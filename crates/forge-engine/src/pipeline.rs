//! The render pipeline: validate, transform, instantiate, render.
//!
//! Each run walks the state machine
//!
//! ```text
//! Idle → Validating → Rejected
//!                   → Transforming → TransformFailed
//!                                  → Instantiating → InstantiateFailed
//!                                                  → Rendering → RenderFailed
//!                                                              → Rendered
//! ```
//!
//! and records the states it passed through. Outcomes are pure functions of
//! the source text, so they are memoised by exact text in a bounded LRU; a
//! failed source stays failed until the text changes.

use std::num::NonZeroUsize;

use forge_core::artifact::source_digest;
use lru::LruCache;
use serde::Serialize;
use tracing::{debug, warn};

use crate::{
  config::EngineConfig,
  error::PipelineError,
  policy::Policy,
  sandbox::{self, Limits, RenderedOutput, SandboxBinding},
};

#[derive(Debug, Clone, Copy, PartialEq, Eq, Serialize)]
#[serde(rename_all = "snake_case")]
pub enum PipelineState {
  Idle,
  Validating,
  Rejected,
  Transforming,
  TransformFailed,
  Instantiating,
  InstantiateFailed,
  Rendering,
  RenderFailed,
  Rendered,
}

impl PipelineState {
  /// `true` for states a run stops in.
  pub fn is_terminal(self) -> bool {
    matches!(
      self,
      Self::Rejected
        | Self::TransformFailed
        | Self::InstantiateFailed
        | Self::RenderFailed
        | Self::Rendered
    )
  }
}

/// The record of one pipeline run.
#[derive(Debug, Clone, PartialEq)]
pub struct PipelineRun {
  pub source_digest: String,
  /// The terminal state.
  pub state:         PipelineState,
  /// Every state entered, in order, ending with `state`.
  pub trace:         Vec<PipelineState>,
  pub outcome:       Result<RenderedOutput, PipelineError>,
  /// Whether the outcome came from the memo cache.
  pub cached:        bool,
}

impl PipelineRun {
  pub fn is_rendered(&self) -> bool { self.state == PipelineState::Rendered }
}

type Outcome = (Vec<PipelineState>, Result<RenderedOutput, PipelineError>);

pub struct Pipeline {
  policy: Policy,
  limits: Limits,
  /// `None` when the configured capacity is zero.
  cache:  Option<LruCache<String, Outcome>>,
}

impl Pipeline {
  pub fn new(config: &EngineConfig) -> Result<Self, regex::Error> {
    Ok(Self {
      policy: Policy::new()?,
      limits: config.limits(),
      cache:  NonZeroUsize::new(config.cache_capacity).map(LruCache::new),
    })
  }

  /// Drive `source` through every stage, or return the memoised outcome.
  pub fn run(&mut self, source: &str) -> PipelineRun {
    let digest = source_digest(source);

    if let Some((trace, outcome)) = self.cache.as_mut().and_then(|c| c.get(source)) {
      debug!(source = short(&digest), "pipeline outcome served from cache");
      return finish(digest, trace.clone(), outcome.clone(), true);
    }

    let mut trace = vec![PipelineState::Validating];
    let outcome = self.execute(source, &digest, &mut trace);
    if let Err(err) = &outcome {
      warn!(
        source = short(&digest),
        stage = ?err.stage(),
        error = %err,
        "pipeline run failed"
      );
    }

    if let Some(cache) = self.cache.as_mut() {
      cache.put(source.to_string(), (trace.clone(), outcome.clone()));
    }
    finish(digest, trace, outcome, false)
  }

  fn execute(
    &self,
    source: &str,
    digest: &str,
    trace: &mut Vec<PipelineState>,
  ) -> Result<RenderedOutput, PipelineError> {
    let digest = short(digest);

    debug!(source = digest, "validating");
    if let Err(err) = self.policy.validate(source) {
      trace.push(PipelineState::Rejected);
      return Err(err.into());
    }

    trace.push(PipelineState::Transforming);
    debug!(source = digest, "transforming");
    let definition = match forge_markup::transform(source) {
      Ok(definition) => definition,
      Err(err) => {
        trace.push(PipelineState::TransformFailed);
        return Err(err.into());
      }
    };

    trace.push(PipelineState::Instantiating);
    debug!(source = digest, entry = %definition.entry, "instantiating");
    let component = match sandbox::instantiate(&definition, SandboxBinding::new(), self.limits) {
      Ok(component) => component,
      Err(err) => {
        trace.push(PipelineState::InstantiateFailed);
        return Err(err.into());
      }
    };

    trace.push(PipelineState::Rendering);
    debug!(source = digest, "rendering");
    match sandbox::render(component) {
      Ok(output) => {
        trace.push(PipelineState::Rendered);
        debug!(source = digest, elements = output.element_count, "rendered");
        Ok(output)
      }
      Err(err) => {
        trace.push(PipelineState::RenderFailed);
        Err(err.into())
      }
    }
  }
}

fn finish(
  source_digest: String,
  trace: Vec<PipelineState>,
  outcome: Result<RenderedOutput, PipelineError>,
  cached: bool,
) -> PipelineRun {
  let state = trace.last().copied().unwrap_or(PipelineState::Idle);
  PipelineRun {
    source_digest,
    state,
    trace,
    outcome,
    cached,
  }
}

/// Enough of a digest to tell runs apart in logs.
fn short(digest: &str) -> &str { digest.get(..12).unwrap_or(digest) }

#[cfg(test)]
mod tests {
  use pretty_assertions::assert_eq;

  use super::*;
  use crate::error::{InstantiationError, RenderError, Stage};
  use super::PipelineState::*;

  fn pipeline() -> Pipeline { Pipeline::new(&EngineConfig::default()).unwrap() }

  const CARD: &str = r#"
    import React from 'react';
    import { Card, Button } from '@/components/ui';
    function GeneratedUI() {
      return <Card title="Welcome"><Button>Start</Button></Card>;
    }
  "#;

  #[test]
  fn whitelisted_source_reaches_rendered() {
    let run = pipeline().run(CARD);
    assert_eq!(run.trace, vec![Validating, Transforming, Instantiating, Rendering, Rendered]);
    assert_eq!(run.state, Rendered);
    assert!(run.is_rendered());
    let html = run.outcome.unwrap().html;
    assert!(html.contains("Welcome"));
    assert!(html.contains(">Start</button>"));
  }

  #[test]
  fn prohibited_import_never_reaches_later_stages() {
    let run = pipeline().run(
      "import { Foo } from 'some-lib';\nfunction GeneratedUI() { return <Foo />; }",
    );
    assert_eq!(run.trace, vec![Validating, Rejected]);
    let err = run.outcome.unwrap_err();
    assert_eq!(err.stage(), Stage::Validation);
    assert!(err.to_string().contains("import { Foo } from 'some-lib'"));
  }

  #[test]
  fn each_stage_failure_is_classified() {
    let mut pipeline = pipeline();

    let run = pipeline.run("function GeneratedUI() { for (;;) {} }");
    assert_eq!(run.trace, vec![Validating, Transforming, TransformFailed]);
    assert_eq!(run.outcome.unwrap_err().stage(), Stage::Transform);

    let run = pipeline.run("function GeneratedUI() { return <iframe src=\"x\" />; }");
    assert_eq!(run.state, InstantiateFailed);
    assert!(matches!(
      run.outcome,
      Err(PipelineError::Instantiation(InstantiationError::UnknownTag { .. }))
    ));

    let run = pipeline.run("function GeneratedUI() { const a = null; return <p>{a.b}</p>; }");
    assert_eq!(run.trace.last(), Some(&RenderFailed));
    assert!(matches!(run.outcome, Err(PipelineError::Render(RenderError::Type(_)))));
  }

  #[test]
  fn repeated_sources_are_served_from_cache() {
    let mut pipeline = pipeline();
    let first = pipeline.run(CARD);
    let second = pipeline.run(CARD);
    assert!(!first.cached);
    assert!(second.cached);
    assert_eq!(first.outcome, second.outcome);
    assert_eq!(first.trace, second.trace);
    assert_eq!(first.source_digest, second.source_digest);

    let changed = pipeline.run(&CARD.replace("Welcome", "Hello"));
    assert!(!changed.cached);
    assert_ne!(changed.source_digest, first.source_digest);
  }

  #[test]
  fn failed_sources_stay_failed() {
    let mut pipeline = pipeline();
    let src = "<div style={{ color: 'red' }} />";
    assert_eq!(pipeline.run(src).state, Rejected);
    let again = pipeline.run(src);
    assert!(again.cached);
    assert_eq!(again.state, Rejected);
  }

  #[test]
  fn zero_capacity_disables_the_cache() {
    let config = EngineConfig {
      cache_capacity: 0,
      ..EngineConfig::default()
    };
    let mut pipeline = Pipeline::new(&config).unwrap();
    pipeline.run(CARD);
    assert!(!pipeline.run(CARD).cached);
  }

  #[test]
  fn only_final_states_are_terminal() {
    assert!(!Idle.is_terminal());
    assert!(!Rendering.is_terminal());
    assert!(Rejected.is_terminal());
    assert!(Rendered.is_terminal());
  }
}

######

● **EXERCISE BRIEF**: Reproduce word for word only the first line of the listing above and each line after it through the line with "run stops in.".

● **TASK RESULT**:
filename crates/forge-engine/src/pipeline.rs
//! The render pipeline: validate, transform, instantiate, render.
//!
//! Each run walks the state machine
//!
//! ```text
//! Idle → Validating → Rejected
//!                   → Transforming → TransformFailed
//!                                  → Instantiating → InstantiateFailed
//!                                                  → Rendering → RenderFailed
//!                                                              → Rendered
//! ```
//!
//! and records the states it passed through. Outcomes are pure functions of
//! the source text, so they are memoised by exact text in a bounded LRU; a
//! failed source stays failed until the text changes.

use std::num::NonZeroUsize;

use forge_core::artifact::source_digest;
use lru::LruCache;
use serde::Serialize;
use tracing::{debug, warn};

use crate::{
  config::EngineConfig,
  error::PipelineError,
  policy::Policy,
  sandbox::{self, Limits, RenderedOutput, SandboxBinding},
};

#[derive(Debug, Clone, Copy, PartialEq, Eq, Serialize)]
#[serde(rename_all = "snake_case")]
pub enum PipelineState {
  Idle,
  Validating,
  Rejected,
  Transforming,
  TransformFailed,
  Instantiating,
  InstantiateFailed,
  Rendering,
  RenderFailed,
  Rendered,
}

impl PipelineState {
  /// `true` for states a run stops in.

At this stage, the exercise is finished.